The magnitude of the difference is smaller for secondary schools, though a similar pattern emerges. Most notably, HMIs are 1.5 times more likely to judge a school to be Inadequate than OIs (12% versus 8%) and less likely to rate a school as Good.
But are HMIs and OIs deployed to inspect schools with different characteristics?
Yes they are! And we can see this in our data.
Table 2 presents evidence on this matter for primary schools. HMIs disproportionately lead inspections of schools with lower levels of performance in national examinations and that were judged to be inadequate in their last inspection. In our academic paper, we also show how HMIs are more likely to conduct inspections of “exempt” schools (explaining the higher percentage of HMIs inspecting previously Outstanding schools).
Between 2012 and 2021, schools previously judged as Outstanding were exempt from routine inspection. They could however be inspected where complaints about the school were received or if Ofsted’s risk assessment process identified concerns.

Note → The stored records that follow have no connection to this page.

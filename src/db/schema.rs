//! Schema 初始化子模块
//!
//! ## 职责
//! - 创建/迁移 `entries` 表结构与索引（按列存在性检查做增量迁移，绝不破坏性）
//! - 维护 `entries_fts` 全文索引及其同步触发器，列不齐时透明重建
//! - 打开阶段的损坏隔离：非法数据库文件重命名隔离后重建空 Schema
//!
//! ## 输入/输出
//! - 输入：`&StorageLayout` / `&Connection`
//! - 输出：`Result<(), AppError>`
//!
//! ## 错误语义
//! - DDL 失败统一映射为 `AppError::Database`
//! - 隔离重命名失败映射为 `AppError::Storage`（唯一会上抛的恢复失败）

use std::fs;

use rusqlite::Connection;

use crate::error::AppError;
use crate::layout::StorageLayout;

/// `entries` 表必备列：名称与增量迁移 DDL
const REQUIRED_COLUMNS: &[(&str, &str)] = &[
    ("app_source", "ALTER TABLE entries ADD COLUMN app_source TEXT"),
    ("is_pinned", "ALTER TABLE entries ADD COLUMN is_pinned INTEGER NOT NULL DEFAULT 0"),
    ("label", "ALTER TABLE entries ADD COLUMN label TEXT"),
    ("card_color", "ALTER TABLE entries ADD COLUMN card_color TEXT"),
    ("metadata", "ALTER TABLE entries ADD COLUMN metadata TEXT"),
    ("paste_count", "ALTER TABLE entries ADD COLUMN paste_count INTEGER NOT NULL DEFAULT 0"),
    ("content_hash", "ALTER TABLE entries ADD COLUMN content_hash TEXT"),
];

/// 全文索引覆盖的列，缺任何一列视为过期索引
const FTS_COLUMNS: &[&str] = &["content", "app_source", "label"];

fn create_base_table(conn: &Connection) -> Result<(), AppError> {
    conn.execute_batch(
        "CREATE TABLE IF NOT EXISTS entries (
            id TEXT PRIMARY KEY,
            content TEXT NOT NULL DEFAULT '',
            entry_type TEXT NOT NULL,
            created_at INTEGER NOT NULL,
            modified_at INTEGER NOT NULL,
            app_source TEXT,
            is_pinned INTEGER NOT NULL DEFAULT 0,
            label TEXT,
            card_color TEXT,
            metadata TEXT,
            paste_count INTEGER NOT NULL DEFAULT 0,
            content_hash TEXT
        );",
    )
    .map_err(|e| AppError::Database(format!("创建条目表失败: {}", e)))
}

/// 按存在性检查补齐缺失列（增量迁移，永不删除列）
fn ensure_entry_columns(conn: &Connection) -> Result<(), AppError> {
    let mut stmt = conn
        .prepare("PRAGMA table_info(entries)")
        .map_err(|e| AppError::Database(format!("读取表结构失败: {}", e)))?;
    let existing: Vec<String> = stmt
        .query_map([], |row| row.get::<_, String>(1))
        .map_err(|e| AppError::Database(format!("查询表结构失败: {}", e)))?
        .collect::<Result<Vec<_>, _>>()
        .map_err(|e| AppError::Database(format!("读取列名失败: {}", e)))?;

    for (name, ddl) in REQUIRED_COLUMNS {
        if !existing.iter().any(|c| c == name) {
            conn.execute(ddl, [])
                .map_err(|e| AppError::Database(format!("补齐列 '{}' 失败: {}", name, e)))?;
        }
    }
    Ok(())
}

fn create_indexes(conn: &Connection) -> Result<(), AppError> {
    conn.execute_batch(
        "CREATE INDEX IF NOT EXISTS idx_entries_created_at ON entries(created_at);
         CREATE INDEX IF NOT EXISTS idx_entries_modified_at ON entries(modified_at);
         CREATE INDEX IF NOT EXISTS idx_entries_type ON entries(entry_type);
         CREATE INDEX IF NOT EXISTS idx_entries_pinned ON entries(is_pinned);
         CREATE INDEX IF NOT EXISTS idx_entries_content_hash ON entries(content_hash);",
    )
    .map_err(|e| AppError::Database(format!("创建条目索引失败: {}", e)))
}

/// 已注册的 FTS 表 DDL；不存在时返回 None
fn registered_fts_sql(conn: &Connection) -> Result<Option<String>, AppError> {
    conn.query_row(
        "SELECT sql FROM sqlite_master WHERE type='table' AND name='entries_fts'",
        [],
        |row| row.get::<_, Option<String>>(0),
    )
    .or_else(|e| match e {
        rusqlite::Error::QueryReturnedNoRows => Ok(None),
        other => Err(other),
    })
    .map_err(|e| AppError::Database(format!("查询全文索引注册信息失败: {}", e)))
}

fn drop_fts(conn: &Connection) -> Result<(), AppError> {
    conn.execute_batch(
        "DROP TRIGGER IF EXISTS entries_fts_ai;
         DROP TRIGGER IF EXISTS entries_fts_ad;
         DROP TRIGGER IF EXISTS entries_fts_au;
         DROP TABLE IF EXISTS entries_fts;",
    )
    .map_err(|e| AppError::Database(format!("删除过期全文索引失败: {}", e)))
}

fn create_fts(conn: &Connection) -> Result<(), AppError> {
    conn.execute_batch(
        "CREATE VIRTUAL TABLE IF NOT EXISTS entries_fts USING fts5(
            content, app_source, label,
            content='entries', content_rowid='rowid'
        );
        CREATE TRIGGER IF NOT EXISTS entries_fts_ai AFTER INSERT ON entries BEGIN
            INSERT INTO entries_fts(rowid, content, app_source, label)
            VALUES (new.rowid, new.content, new.app_source, new.label);
        END;
        CREATE TRIGGER IF NOT EXISTS entries_fts_ad AFTER DELETE ON entries BEGIN
            INSERT INTO entries_fts(entries_fts, rowid, content, app_source, label)
            VALUES ('delete', old.rowid, old.content, old.app_source, old.label);
        END;
        CREATE TRIGGER IF NOT EXISTS entries_fts_au AFTER UPDATE ON entries BEGIN
            INSERT INTO entries_fts(entries_fts, rowid, content, app_source, label)
            VALUES ('delete', old.rowid, old.content, old.app_source, old.label);
            INSERT INTO entries_fts(rowid, content, app_source, label)
            VALUES (new.rowid, new.content, new.app_source, new.label);
        END;",
    )
    .map_err(|e| AppError::Database(format!("创建全文索引失败: {}", e)))
}

/// 校验并按需重建全文索引
///
/// 注册 DDL 缺少任一必备列说明索引来自旧版本，直接删除重建；
/// 新建（含重建）后执行 'rebuild' 从主表回填。
fn ensure_fts(conn: &Connection) -> Result<(), AppError> {
    let mut needs_rebuild = false;

    match registered_fts_sql(conn)? {
        Some(sql) => {
            let stale = FTS_COLUMNS.iter().any(|col| !sql.contains(col));
            if stale {
                log::warn!("全文索引列不齐，删除重建");
                drop_fts(conn)?;
                needs_rebuild = true;
            }
        }
        None => needs_rebuild = true,
    }

    create_fts(conn)?;

    if needs_rebuild {
        conn.execute(
            "INSERT INTO entries_fts(entries_fts) VALUES('rebuild')",
            [],
        )
        .map_err(|e| AppError::Database(format!("回填全文索引失败: {}", e)))?;
    }
    Ok(())
}

pub(super) fn initialize_schema(conn: &Connection) -> Result<(), AppError> {
    conn.execute_batch("PRAGMA journal_mode=WAL; PRAGMA foreign_keys=ON;")
        .ok();

    create_base_table(conn)?;
    ensure_entry_columns(conn)?;
    create_indexes(conn)?;
    ensure_fts(conn)?;
    Ok(())
}

fn is_not_a_database(err: &rusqlite::Error) -> bool {
    matches!(
        err,
        rusqlite::Error::SqliteFailure(code, _)
            if code.code == rusqlite::ErrorCode::NotADatabase
                || code.code == rusqlite::ErrorCode::DatabaseCorrupt
    )
}

/// 打开并探测主文件；文件非法时返回底层错误供隔离判断
fn try_open(layout: &StorageLayout) -> Result<Connection, rusqlite::Error> {
    let conn = Connection::open(layout.db_path())?;
    // 对损坏文件，首个真实读操作才会暴露 NOTADB
    conn.query_row("PRAGMA schema_version", [], |row| row.get::<_, i64>(0))?;
    Ok(conn)
}

/// 把非法数据库文件移出主路径，丢弃 WAL/SHM 伴生文件
fn quarantine(layout: &StorageLayout) -> Result<(), AppError> {
    let db_path = layout.db_path();
    let stamp = chrono::Utc::now().format("%Y%m%d%H%M%S");
    let quarantined = db_path.with_file_name(format!("clipboard.db.corrupt-{}", stamp));

    fs::rename(&db_path, &quarantined).map_err(|e| {
        AppError::Storage(format!(
            "隔离损坏数据库 '{}' 失败: {}",
            db_path.display(),
            e
        ))
    })?;

    for companion in ["db-wal", "db-shm"] {
        let _ = fs::remove_file(db_path.with_extension(companion));
    }

    log::warn!("数据库文件损坏，已隔离到 {}", quarantined.display());
    Ok(())
}

/// 打开存储：损坏文件静默隔离并重建，调用方总是得到可用 Schema
pub(super) fn open_with_recovery(layout: &StorageLayout) -> Result<(), AppError> {
    match try_open(layout) {
        Ok(conn) => initialize_schema(&conn),
        Err(e) if is_not_a_database(&e) => {
            quarantine(layout)?;
            let conn = Connection::open(layout.db_path())
                .map_err(|e| AppError::Database(format!("重建数据库失败: {}", e)))?;
            initialize_schema(&conn)
        }
        Err(e) => Err(AppError::Database(format!("打开数据库失败: {}", e))),
    }
}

So can this explain what we are seeing in Figure 1?
Only partially, as far as we can tell.
After controlling for differences across HMIs and OIs in the types of inspections they conduct, the difference between them is reduced. There is, however, still a sizeable gap that our controls for the background characteristics of schools (including school performance measures, inspection type, prior inspection judgement and absence rates) cannot explain.
This can be seen in Figure 2 – the gap between the pink (OI) and green (HMI) bars has reduced in comparison to Figure 1 but remains non-trivial and statistically significant at conventional levels.
Interestingly, in the analogous analysis for secondary schools, the only remaining point of difference between HMIs and OIs after adding these controls is in the tendency to award Good (43% versus 47%) compared to Inadequate (12% versus 8%) grades.
What is the take-home message?
Now, in our analysis we have only been able to control for a limited set of background factors. Ofsted may select HMIs and OIs to lead inspections in ways that we cannot observe – and thus are unable to control for in our analysis.
Our hunch is therefore that the differences reported in Figure 2 are probably still a bit too high. At the same time, we believe it unlikely that further differences in HMI and OI deployment would explain all the remaining gap.
Ofsted may wish to dig into this issue some more, particularly with respect to the inadequate grade, where the relative difference between HMIs and OIs is greatest.
Conclusions
It should be noted that the results presented in Table 1 represent quite an extreme example. We are comparing two hypothetical inspectors at either end of the distribution (the most “lenient” and the “harshest”).
And, as our previous blogs have shown, some characteristics of lead inspectors and their teams are more strongly associated with inspection outcomes than others. For the two hypothetical inspectors considered in Table 1, the HMI versus OI distinction will be responsible for a fair chunk of the difference observed.
Yet, in reality, schools will indeed receive inspections led by very different inspectors. Not only in terms of the characteristics we can observe in Table 1, but also many other potentially important unobservable characteristics as well (e.g. personality types, experiences of leading challenging schools).
We hence hope that the results presented in Table 1 are at least a useful thought experiment for readers, in terms of how much inspection outcomes may differ in the extreme across rather different lead inspectors.